Photographe : Adolf Bereuter / © Bernardo Bader Architects
Photographe : Adolf Bereuter / © Bernardo Bader Architects
Photographe : Adolf Bereuter / © Bernardo Bader Architects
„The desire for poetic normality“
The longish, seemingly composed building with a classic ridged roof already anticipates a farming building. It is no surprise in such an area where agriculture defines the landscape. Sheds and barns are widely scattered. The few, but precisely placed and well-proportioned openings in extraordinary formats are only noticed on a second glance. The reluctance has its reason: the inherited lot has been family-owned since generations. This circumstance defines a design that focusses on the appropriateness rather than the maximization of the possibilities as a main aim.
The old farming house in Doren Kaltschmieden has been disrupted through several insensitive alterations throughout the years and has suffered a lot through this. The very bad building fabric – in the foundations as well as in the timber construction contributed to this. This is how the new building goes into dialog with the present topography and the village structure. A soul mate body even? Nevertheless the main aim of the design was a building to interweave the soul of the old house with the place.
The exact placement of the building, even if it seems unspectacular, is supposed to reactivate a traditional building form- without falling into the abyss of a superficial folk like architecture. One could have done a lot wrong if one would have followed the typology of a standard settler house. It seemed important that the place would be refilled by a similar big and compact capacity and to avail oneself with the functional virtues of the Bregenzerwald house.

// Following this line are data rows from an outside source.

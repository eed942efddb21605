//! Footnote detection.
//!
//! Two notations are recognized, both written by hand in the notes app:
//!
//! - `[^label]` references with `[^label]: text` (or `[^label] text`)
//!   definition lines
//! - superscript digits as references, with a definition line that starts
//!   with the same superscript digits
//!
//! A reference only counts when its label has a definition; otherwise it is
//! ordinary text. Footnotes are numbered by first reference.

use std::collections::{BTreeMap, BTreeSet, HashMap};
use std::ops::Range;

use memchr::memmem;

use super::segments::{FootnoteRef, Mark, Span};
use crate::model::{Attr, StyleRun, Utf16Index};

const MAX_LABEL_LEN: usize = 8;

/// How footnote anchors are named and linked.
#[derive(Debug, Clone, PartialEq, Eq)]
pub struct FootnoteStyle {
    /// Footnote `n` gets id `{id_prefix}-{n}`, its first reference `{id_prefix}-{n}--anchor`.
    pub id_prefix: String,
    pub back_link: String,
}

impl Default for FootnoteStyle {
    fn default() -> Self {
        Self {
            id_prefix: "footnote".to_string(),
            back_link: "\u{21a9}\u{fe0e}".to_string(),
        }
    }
}

impl FootnoteStyle {
    /// Ids scoped to one page, so pages stay distinct when shown together on the index.
    pub fn for_slug(slug: &str) -> Self {
        Self {
            id_prefix: format!("{}--footnote", slug.replace('/', "-")),
            ..Self::default()
        }
    }

    pub fn target_id(&self, index: usize) -> String {
        format!("{}-{index}", self.id_prefix)
    }

    pub fn anchor_id(&self, index: usize) -> String {
        format!("{}-{index}--anchor", self.id_prefix)
    }
}

/// A rendered footnote.
#[derive(Debug, Clone, PartialEq, Eq)]
pub struct Footnote {
    pub index: usize,
    pub label: String,
    /// Inline HTML of the definition text.
    pub html: String,
    /// Whether any reference points at it; unreferenced footnotes get no back link.
    pub referenced: bool,
}

/// Footnote structure of one note, before rendering.
#[derive(Debug, Default)]
pub(crate) struct FootnotePlan {
    /// Lines holding definitions; these are left out of the body.
    pub definition_lines: BTreeSet<usize>,
    pub notes: Vec<PlannedFootnote>,
    /// Reference markers, as [`Mark::Footnote`] spans.
    pub references: Vec<Span>,
}

#[derive(Debug)]
pub(crate) struct PlannedFootnote {
    pub index: usize,
    pub label: String,
    pub body: Range<usize>,
    pub referenced: bool,
}

/// A marker found in the text, bracketed or superscript.
#[derive(Debug, Clone)]
struct Marker {
    range: Range<usize>,
    label: String,
    bracketed: bool,
}

#[derive(Debug)]
struct Definition {
    line: usize,
    label: String,
    body: Range<usize>,
    /// Start of the marker introducing the definition.
    marker_start: usize,
    bracketed: bool,
}

pub(crate) fn plan(
    text: &str,
    idx: &Utf16Index,
    lines: &[Range<usize>],
    runs: &[StyleRun],
) -> FootnotePlan {
    let mut markers = bracket_markers(text, idx);
    markers.extend(superscript_markers(text, idx, runs));
    markers.retain(|m| !super::code_at(runs, m.range.start));
    if markers.is_empty() {
        return FootnotePlan::default();
    }
    markers.sort_by_key(|m| m.range.start);

    let by_start: HashMap<usize, &Marker> = markers.iter().map(|m| (m.range.start, m)).collect();

    let mut candidates = Vec::new();
    for (line_no, line) in lines.iter().enumerate() {
        let Some(marker) = by_start.get(&line.start) else {
            continue;
        };
        if let Some(body) = definition_body(text, idx, line, marker) {
            candidates.push(Definition {
                line: line_no,
                label: marker.label.clone(),
                body,
                marker_start: marker.range.start,
                bracketed: marker.bracketed,
            });
        }
    }

    let def_lines: BTreeSet<usize> = candidates.iter().map(|d| d.line).collect();
    let marker_starts: BTreeSet<usize> = candidates.iter().map(|d| d.marker_start).collect();
    let in_definition = |pos: usize| {
        let line = lines.partition_point(|l| l.end < pos);
        def_lines.contains(&line)
    };

    let references: Vec<&Marker> = markers
        .iter()
        .filter(|m| !marker_starts.contains(&m.range.start) && !in_definition(m.range.start))
        .collect();
    let referenced_labels: BTreeSet<&str> = references.iter().map(|m| m.label.as_str()).collect();

    // Bracketed definitions always stand; superscript ones need a reference.
    let mut definitions: BTreeMap<&str, &Definition> = BTreeMap::new();
    let mut plan = FootnotePlan::default();
    for def in &candidates {
        if !def.bracketed && !referenced_labels.contains(def.label.as_str()) {
            continue;
        }
        plan.definition_lines.insert(def.line);
        definitions.entry(def.label.as_str()).or_insert(def);
    }

    let mut index_of: HashMap<&str, (usize, usize)> = HashMap::new();
    for marker in references {
        let Some(def) = definitions.get(marker.label.as_str()) else {
            continue;
        };
        let next_index = plan.notes.len() + 1;
        let (index, seen) = index_of.entry(marker.label.as_str()).or_insert_with(|| {
            plan.notes.push(PlannedFootnote {
                index: next_index,
                label: marker.label.clone(),
                body: def.body.clone(),
                referenced: true,
            });
            (next_index, 0)
        });
        plan.references.push(Span::marked(
            marker.range.clone(),
            Mark::Footnote(FootnoteRef {
                index: *index,
                occurrence: *seen,
            }),
        ));
        *seen += 1;
    }

    let mut unreferenced: Vec<&Definition> = definitions
        .values()
        .filter(|d| !index_of.contains_key(d.label.as_str()))
        .copied()
        .collect();
    unreferenced.sort_by_key(|d| d.line);
    for def in unreferenced {
        plan.notes.push(PlannedFootnote {
            index: plan.notes.len() + 1,
            label: def.label.clone(),
            body: def.body.clone(),
            referenced: false,
        });
    }

    plan
}

/// The text after a definition marker at the start of `line`, if the line is a definition.
fn definition_body(
    text: &str,
    idx: &Utf16Index,
    line: &Range<usize>,
    marker: &Marker,
) -> Option<Range<usize>> {
    let after = idx.slice(text, marker.range.end..line.end);
    let rest = if marker.bracketed {
        match after.strip_prefix(':') {
            Some(rest) => rest,
            None if after.starts_with(|c: char| c.is_whitespace()) => after,
            None => return None,
        }
    } else {
        after.strip_prefix(':').unwrap_or(after)
    };
    let body = rest.trim_start();
    if body.trim().is_empty() {
        return None;
    }
    let skipped = after.len() - body.len();
    let start = idx.unit_at_byte(idx.byte_offset(marker.range.end) + skipped);
    Some(start..line.end)
}

/// `[^label]` occurrences.
fn bracket_markers(text: &str, idx: &Utf16Index) -> Vec<Marker> {
    let bytes = text.as_bytes();
    let mut markers = Vec::new();
    for open in memmem::find_iter(bytes, b"[^") {
        let label_start = open + 2;
        let label_len = bytes[label_start..]
            .iter()
            .take(MAX_LABEL_LEN + 1)
            .take_while(|b| b.is_ascii_alphanumeric())
            .count();
        if label_len == 0 || label_len > MAX_LABEL_LEN {
            continue;
        }
        let close = label_start + label_len;
        if bytes.get(close) != Some(&b']') {
            continue;
        }
        markers.push(Marker {
            range: idx.unit_at_byte(open)..idx.unit_at_byte(close + 1),
            label: text[label_start..close].to_ascii_lowercase(),
            bracketed: true,
        });
    }
    markers
}

/// Maximal superscript ranges whose text is a number.
fn superscript_markers(text: &str, idx: &Utf16Index, runs: &[StyleRun]) -> Vec<Marker> {
    let mut ranges: Vec<Range<usize>> = runs
        .iter()
        .filter(|r| r.attrs.contains(Attr::Superscript))
        .map(StyleRun::range)
        .collect();
    ranges.sort_by_key(|r| r.start);

    let mut merged: Vec<Range<usize>> = Vec::new();
    for r in ranges {
        match merged.last_mut() {
            Some(last) if r.start <= last.end => last.end = last.end.max(r.end),
            _ => merged.push(r),
        }
    }

    merged
        .into_iter()
        .filter_map(|r| {
            let slice = idx.slice(text, r.clone());
            let label = slice.trim_matches(|c: char| c.is_ascii_whitespace());
            if label.is_empty()
                || label.len() > MAX_LABEL_LEN
                || !label.bytes().all(|b| b.is_ascii_digit())
            {
                return None;
            }
            let lead = slice.len() - slice.trim_start_matches(|c: char| c.is_ascii_whitespace()).len();
            let start = r.start + lead;
            Some(Marker {
                range: start..start + label.len(),
                label: label.to_string(),
                bracketed: false,
            })
        })
        .collect()
}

The fewer elements a building calls for, the graver becomes the decision for the ones that are inevitable. This is how many functional rooms like living, garage, attic and terrace melt into a compact volume under a homogenous board skin with only one large-sized opening into each of the cardinal directions. Concrete in form of a big table on the inside of the house, serves as a heat repository medium and supports in its centre functions like a big wood-burning fireplace oven. The complete concept tries to accommodate all the users’ contentment in its simple volume, who live very individualistic mainly with collected and predominantly self-made things. The universal context between nature, region, material, craftsmanship and collectors passion define the architecture of the house.
„Recycle, Reuse, Reshape“
This is how easy it can be: an archetypal form and a traditional material reinterpreted and finished is the contemporary home. For us it was most important that an added value was reached. An added value which not only developed from tradition but also through the place and the topography and which could accommodate in its voids the momentary but also the long term needs of our family.
From the architect we required to have an intuition for building at the ancestral place with a self-confident but also critical regionalism. Away from a self-righteous luxury bungalow or a standard solution of a white or wooden box, to a sensual and evident dwelling in absolute quality and despite all this, one thing it should not be: expensive.
The building allowed itself its time. We perceived the construction period of over 2 years as a quality and an added value of the process. The timber was selected in the own forest in Doren, cut and collected at the right moon sign, sawn and installed at the appropriate time. The façade and all the interior installations were built by ourselves, which of course gave us a substantial cost advantage. With great care, the old building was removed and useful things exposed.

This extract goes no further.